== TASK DESCRIPTION ==
Show all lines containing "index" from the data below.

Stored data
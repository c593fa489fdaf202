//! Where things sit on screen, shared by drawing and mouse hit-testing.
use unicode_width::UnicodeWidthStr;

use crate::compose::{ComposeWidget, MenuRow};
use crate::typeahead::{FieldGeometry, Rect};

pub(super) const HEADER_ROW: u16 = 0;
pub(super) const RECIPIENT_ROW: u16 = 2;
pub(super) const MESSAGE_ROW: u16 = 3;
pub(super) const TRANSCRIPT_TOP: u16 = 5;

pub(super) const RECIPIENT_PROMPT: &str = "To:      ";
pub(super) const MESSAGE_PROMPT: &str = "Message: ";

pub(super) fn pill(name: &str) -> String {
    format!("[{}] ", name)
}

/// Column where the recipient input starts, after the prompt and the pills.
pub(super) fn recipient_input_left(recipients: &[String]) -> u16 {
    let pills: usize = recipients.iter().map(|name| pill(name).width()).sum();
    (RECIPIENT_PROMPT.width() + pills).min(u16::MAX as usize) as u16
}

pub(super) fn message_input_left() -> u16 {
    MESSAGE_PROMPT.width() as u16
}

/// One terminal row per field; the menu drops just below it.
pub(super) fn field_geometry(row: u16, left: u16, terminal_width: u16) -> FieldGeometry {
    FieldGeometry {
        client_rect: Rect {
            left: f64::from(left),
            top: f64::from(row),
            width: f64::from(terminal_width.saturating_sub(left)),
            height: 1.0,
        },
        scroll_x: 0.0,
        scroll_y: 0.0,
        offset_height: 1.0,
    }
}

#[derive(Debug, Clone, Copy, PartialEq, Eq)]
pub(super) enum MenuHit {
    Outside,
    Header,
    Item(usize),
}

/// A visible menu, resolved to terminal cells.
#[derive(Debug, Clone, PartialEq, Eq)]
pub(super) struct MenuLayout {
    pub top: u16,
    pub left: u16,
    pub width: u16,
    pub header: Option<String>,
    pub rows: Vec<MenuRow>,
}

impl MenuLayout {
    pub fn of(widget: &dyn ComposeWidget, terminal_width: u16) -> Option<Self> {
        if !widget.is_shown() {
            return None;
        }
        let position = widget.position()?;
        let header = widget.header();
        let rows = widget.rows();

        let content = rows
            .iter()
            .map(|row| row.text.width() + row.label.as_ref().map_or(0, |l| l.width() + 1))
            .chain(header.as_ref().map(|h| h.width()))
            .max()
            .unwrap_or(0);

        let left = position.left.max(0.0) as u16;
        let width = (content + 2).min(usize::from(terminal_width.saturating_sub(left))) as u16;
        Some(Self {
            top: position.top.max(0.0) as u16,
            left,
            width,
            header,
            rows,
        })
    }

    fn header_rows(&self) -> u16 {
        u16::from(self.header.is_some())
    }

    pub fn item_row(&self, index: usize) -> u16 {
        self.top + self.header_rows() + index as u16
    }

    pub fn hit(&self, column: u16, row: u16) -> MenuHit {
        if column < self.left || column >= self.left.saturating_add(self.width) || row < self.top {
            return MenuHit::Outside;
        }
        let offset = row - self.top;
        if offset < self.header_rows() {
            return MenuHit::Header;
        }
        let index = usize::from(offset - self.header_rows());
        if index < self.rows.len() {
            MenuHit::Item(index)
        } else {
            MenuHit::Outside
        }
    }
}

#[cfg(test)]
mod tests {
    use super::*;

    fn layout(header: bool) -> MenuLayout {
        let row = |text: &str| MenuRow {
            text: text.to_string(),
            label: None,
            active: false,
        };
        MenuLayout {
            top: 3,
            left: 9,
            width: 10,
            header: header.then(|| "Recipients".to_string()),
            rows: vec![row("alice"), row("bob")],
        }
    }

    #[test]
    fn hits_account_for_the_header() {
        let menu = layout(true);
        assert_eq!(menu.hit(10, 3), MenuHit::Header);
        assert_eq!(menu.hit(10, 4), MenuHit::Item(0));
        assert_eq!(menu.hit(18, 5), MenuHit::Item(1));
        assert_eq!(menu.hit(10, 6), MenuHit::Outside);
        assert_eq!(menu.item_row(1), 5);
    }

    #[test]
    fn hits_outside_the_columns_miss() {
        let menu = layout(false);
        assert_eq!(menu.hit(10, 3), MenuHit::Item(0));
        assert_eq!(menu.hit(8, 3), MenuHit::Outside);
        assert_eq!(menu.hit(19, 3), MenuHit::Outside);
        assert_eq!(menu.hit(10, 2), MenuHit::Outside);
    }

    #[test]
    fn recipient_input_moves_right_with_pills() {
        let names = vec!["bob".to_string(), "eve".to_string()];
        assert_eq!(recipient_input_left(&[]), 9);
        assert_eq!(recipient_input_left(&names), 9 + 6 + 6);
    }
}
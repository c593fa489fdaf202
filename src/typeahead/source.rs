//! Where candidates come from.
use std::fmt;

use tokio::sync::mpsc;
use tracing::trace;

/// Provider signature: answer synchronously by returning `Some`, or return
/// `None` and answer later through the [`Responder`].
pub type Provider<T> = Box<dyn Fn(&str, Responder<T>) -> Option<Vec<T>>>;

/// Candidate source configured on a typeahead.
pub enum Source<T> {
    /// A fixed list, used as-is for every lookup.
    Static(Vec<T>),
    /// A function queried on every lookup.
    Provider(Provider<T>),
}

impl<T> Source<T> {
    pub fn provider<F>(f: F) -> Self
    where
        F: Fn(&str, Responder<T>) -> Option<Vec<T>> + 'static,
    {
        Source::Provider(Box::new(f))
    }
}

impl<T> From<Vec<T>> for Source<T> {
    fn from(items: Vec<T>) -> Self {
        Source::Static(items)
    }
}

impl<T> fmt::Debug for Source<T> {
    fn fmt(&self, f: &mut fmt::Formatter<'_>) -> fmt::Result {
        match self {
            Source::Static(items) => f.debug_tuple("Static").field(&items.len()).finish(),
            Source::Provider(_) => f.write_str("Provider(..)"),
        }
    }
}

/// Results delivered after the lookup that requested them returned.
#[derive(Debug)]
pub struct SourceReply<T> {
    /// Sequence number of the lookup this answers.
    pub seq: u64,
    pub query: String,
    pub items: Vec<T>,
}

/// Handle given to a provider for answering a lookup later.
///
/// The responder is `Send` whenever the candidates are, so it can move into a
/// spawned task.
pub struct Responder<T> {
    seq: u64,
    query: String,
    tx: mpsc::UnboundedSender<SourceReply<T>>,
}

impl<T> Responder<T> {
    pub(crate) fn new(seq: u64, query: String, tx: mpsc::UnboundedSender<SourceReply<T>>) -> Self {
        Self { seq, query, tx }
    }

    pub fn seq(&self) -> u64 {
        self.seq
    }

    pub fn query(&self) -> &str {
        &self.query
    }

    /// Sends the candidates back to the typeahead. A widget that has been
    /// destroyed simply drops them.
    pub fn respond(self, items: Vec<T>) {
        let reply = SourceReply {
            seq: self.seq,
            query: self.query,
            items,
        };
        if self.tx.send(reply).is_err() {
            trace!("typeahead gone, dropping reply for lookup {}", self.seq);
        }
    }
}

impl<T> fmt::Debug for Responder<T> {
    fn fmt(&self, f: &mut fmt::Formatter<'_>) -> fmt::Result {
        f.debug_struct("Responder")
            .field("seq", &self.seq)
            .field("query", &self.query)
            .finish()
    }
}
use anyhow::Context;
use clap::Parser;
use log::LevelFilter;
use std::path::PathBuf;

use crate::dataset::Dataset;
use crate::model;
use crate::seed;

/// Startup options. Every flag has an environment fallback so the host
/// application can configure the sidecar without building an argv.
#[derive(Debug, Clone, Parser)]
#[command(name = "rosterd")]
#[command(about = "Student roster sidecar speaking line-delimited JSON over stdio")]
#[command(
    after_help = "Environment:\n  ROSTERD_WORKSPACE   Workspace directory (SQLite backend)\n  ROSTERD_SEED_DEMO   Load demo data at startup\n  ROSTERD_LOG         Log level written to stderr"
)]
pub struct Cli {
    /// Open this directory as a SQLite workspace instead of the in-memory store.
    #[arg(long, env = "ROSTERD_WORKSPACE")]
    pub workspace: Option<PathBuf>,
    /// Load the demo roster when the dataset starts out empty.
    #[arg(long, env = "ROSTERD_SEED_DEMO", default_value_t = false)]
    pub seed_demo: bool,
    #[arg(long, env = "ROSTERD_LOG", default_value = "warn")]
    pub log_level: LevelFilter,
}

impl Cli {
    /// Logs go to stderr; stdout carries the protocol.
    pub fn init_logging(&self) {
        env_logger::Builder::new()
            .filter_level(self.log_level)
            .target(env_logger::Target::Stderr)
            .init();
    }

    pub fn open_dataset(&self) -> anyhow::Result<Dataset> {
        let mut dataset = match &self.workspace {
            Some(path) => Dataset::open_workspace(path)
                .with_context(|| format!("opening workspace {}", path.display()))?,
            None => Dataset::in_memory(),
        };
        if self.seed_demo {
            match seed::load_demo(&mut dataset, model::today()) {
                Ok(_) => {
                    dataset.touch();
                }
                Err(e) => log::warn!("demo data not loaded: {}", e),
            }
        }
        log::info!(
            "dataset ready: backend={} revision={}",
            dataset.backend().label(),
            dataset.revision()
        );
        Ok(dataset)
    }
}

== ANSWER SECTION ==
    pub fn item_row(&self, index: usize) -> u16 {
        self.top + self.header_rows() + index as u16
        let index = usize::from(offset - self.header_rows());
        if index < self.rows.len() {
            MenuHit::Item(index)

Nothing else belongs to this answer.